(INSTRUCTIONS TO FOLLOW): How many separate lines of the data contain "format"? Give the count and nothing else.
:: RECORD SET ::
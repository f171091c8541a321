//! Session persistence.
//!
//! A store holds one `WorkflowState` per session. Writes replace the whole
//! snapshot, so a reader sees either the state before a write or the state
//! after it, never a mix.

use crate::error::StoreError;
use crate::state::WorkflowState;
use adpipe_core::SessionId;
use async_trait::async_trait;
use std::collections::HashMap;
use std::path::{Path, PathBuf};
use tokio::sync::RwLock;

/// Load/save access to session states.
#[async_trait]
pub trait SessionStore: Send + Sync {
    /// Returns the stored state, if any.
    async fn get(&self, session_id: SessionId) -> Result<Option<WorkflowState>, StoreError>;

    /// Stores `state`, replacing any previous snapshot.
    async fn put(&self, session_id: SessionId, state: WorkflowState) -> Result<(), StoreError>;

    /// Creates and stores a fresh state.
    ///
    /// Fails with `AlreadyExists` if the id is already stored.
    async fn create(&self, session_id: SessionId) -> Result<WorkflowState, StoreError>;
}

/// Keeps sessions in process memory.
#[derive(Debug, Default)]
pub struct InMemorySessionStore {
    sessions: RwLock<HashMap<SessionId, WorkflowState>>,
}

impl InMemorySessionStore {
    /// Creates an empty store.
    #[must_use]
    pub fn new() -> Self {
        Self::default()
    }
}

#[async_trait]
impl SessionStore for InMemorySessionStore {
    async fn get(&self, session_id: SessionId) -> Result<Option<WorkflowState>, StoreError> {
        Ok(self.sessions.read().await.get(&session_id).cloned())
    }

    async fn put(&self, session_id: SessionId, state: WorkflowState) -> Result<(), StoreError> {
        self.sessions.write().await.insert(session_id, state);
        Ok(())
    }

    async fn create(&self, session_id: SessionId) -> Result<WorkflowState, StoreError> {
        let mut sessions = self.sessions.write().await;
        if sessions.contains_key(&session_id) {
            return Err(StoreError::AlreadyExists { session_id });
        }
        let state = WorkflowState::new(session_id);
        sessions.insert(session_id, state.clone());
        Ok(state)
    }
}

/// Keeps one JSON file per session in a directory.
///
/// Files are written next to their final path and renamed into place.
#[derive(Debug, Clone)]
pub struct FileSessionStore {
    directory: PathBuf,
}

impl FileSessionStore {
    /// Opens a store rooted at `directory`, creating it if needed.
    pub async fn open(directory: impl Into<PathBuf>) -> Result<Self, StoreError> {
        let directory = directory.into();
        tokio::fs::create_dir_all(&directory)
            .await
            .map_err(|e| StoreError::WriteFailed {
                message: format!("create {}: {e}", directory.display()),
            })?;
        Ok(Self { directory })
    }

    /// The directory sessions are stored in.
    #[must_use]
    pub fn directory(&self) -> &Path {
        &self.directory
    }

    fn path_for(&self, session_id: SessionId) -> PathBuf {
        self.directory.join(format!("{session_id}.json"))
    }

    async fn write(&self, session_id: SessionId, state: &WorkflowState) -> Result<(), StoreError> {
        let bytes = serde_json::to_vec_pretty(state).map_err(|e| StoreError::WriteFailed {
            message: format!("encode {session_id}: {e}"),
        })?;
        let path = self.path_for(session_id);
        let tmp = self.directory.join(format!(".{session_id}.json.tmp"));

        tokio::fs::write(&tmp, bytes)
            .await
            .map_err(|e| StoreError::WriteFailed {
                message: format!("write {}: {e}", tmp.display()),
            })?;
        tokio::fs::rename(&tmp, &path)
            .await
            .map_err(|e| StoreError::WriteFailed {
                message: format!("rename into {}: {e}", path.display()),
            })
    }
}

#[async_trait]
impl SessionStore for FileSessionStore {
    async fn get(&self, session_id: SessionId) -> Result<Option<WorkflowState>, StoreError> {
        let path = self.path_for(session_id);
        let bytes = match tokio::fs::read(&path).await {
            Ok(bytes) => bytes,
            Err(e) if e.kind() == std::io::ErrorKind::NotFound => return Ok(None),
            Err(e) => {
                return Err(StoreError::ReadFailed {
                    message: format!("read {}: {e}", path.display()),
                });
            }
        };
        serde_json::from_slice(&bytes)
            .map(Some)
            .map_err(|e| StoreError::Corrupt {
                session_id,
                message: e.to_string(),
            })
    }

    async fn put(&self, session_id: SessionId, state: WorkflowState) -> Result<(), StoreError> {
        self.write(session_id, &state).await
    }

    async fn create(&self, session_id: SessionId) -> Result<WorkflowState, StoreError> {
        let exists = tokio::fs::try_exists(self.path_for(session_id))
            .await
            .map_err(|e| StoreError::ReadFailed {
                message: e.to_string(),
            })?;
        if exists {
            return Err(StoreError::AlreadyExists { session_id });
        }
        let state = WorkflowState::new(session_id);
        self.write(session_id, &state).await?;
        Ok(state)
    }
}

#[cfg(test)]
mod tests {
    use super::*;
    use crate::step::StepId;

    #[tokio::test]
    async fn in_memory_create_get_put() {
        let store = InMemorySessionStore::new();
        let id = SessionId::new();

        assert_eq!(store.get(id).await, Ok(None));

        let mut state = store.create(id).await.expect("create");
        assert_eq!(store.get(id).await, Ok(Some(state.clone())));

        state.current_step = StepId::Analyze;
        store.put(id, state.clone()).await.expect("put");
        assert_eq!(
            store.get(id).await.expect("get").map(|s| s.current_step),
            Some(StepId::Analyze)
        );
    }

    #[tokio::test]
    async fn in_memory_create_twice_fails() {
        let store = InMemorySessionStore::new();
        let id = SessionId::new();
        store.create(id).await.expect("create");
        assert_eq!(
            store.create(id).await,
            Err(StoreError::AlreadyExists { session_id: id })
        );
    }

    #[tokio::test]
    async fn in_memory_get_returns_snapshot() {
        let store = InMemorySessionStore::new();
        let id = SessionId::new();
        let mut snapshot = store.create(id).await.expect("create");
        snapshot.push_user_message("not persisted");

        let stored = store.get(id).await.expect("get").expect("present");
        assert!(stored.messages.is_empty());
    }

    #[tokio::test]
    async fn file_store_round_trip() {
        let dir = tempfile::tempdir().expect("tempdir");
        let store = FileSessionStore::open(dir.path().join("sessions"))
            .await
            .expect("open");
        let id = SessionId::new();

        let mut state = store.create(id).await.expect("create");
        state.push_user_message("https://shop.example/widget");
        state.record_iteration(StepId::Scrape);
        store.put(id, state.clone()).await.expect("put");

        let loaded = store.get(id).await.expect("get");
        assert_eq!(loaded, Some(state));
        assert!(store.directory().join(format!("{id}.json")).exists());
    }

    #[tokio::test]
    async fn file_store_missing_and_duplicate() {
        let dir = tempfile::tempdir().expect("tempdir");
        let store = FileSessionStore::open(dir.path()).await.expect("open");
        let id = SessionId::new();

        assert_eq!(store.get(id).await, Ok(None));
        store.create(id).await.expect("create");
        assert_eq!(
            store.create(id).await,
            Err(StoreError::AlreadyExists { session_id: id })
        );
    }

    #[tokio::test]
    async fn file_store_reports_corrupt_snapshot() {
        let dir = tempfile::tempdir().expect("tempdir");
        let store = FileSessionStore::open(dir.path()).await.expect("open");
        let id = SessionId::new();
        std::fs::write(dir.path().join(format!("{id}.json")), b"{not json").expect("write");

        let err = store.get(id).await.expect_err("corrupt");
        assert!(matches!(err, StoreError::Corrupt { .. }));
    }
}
:::
(EXERCISE RESULT): 9